++++ INPUT MATERIAL ++++

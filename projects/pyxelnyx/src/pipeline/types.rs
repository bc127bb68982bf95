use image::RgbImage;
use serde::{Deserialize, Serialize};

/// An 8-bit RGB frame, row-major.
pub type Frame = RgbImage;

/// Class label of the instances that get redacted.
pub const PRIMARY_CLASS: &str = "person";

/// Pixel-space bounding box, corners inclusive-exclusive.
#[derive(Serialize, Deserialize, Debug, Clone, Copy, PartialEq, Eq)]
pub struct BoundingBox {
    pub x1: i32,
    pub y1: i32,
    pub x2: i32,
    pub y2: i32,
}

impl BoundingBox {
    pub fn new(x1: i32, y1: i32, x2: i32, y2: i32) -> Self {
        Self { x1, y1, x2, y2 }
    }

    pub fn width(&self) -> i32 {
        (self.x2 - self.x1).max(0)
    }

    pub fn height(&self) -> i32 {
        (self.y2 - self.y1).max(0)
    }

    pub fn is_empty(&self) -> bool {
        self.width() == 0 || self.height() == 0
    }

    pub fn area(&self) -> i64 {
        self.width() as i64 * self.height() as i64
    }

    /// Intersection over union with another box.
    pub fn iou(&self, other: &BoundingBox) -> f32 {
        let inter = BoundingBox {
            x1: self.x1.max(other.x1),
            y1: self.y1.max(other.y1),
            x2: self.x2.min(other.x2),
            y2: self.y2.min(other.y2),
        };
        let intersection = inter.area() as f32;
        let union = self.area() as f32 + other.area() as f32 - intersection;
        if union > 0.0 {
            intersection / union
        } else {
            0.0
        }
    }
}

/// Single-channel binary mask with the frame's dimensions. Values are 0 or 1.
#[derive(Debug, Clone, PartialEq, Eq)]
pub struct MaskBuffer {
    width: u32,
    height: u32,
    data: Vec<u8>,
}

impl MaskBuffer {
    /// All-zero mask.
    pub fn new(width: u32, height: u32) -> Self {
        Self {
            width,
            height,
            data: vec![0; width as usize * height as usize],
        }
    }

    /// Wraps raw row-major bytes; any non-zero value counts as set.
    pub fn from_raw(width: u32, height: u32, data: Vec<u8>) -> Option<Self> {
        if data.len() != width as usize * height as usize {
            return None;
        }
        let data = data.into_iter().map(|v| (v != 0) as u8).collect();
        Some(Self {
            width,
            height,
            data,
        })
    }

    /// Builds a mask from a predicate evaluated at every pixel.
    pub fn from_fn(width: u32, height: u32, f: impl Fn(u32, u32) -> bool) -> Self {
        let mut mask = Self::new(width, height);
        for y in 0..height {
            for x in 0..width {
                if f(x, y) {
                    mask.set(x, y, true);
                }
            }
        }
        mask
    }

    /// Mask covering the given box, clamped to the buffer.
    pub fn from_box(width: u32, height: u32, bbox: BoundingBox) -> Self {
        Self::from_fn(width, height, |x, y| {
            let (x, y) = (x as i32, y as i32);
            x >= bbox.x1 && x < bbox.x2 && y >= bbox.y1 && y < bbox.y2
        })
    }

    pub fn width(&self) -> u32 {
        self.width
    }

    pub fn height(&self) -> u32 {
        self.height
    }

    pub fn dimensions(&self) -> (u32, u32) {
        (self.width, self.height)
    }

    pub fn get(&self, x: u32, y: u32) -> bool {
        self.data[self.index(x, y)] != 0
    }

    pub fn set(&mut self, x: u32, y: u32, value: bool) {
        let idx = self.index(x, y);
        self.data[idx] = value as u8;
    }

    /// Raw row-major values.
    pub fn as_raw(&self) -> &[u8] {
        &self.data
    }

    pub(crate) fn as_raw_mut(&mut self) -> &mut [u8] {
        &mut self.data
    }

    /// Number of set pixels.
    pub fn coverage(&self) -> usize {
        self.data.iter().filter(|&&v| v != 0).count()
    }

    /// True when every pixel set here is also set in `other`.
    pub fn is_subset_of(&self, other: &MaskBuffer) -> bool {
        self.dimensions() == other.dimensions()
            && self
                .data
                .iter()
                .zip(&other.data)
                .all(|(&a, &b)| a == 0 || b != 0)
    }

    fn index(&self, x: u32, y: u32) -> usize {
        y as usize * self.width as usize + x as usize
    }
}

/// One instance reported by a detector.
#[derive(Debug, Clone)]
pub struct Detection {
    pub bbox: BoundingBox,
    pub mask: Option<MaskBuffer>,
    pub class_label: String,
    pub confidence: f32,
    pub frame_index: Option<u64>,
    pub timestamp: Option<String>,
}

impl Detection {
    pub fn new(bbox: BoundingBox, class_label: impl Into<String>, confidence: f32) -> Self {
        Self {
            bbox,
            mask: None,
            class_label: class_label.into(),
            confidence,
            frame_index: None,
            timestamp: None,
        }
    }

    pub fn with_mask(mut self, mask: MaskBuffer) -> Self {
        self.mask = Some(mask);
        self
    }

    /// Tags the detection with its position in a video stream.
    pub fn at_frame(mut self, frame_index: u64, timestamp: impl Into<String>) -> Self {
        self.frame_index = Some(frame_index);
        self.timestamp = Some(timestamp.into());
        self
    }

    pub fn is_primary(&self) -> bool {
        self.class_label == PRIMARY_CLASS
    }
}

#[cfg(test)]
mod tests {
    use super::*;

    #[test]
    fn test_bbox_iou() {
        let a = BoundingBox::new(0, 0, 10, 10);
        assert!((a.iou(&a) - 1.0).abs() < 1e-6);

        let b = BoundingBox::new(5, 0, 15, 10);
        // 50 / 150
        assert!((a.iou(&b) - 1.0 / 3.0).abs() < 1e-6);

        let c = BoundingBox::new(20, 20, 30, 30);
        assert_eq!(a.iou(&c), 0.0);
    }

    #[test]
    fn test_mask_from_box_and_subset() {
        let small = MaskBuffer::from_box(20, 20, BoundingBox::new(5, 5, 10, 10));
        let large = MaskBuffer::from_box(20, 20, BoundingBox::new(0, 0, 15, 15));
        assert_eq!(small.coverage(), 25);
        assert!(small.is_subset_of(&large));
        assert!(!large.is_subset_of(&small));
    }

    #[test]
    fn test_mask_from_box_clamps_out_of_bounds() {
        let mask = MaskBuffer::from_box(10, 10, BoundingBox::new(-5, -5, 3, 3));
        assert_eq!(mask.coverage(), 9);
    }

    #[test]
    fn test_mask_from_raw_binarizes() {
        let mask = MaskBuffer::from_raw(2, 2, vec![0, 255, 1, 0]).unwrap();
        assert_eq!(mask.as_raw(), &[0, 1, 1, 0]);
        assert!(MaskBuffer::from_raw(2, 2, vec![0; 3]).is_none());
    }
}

++++

**WORK INSTRUCTION:** In the records above, return precisely the line containing "pub fn at_frame(mut" and each line that comes after it, up to the final one.

**EXERCISE RESULT:**
    pub fn at_frame(mut self, frame_index: u64, timestamp: impl Into<String>) -> Self {
        self.frame_index = Some(frame_index);
        self.timestamp = Some(timestamp.into());
        self
    }

    pub fn is_primary(&self) -> bool {
        self.class_label == PRIMARY_CLASS
    }
}

#[cfg(test)]
mod tests {
    use super::*;

    #[test]
    fn test_bbox_iou() {
        let a = BoundingBox::new(0, 0, 10, 10);
        assert!((a.iou(&a) - 1.0).abs() < 1e-6);

        let b = BoundingBox::new(5, 0, 15, 10);
        // 50 / 150
        assert!((a.iou(&b) - 1.0 / 3.0).abs() < 1e-6);

        let c = BoundingBox::new(20, 20, 30, 30);
        assert_eq!(a.iou(&c), 0.0);
    }

    #[test]
    fn test_mask_from_box_and_subset() {
        let small = MaskBuffer::from_box(20, 20, BoundingBox::new(5, 5, 10, 10));
        let large = MaskBuffer::from_box(20, 20, BoundingBox::new(0, 0, 15, 15));
        assert_eq!(small.coverage(), 25);
        assert!(small.is_subset_of(&large));
        assert!(!large.is_subset_of(&small));
    }

    #[test]
    fn test_mask_from_box_clamps_out_of_bounds() {
        let mask = MaskBuffer::from_box(10, 10, BoundingBox::new(-5, -5, 3, 3));
        assert_eq!(mask.coverage(), 9);
    }

    #[test]
    fn test_mask_from_raw_binarizes() {
        let mask = MaskBuffer::from_raw(2, 2, vec![0, 255, 1, 0]).unwrap();
        assert_eq!(mask.as_raw(), &[0, 1, 1, 0]);
        assert!(MaskBuffer::from_raw(2, 2, vec![0; 3]).is_none());
    }
}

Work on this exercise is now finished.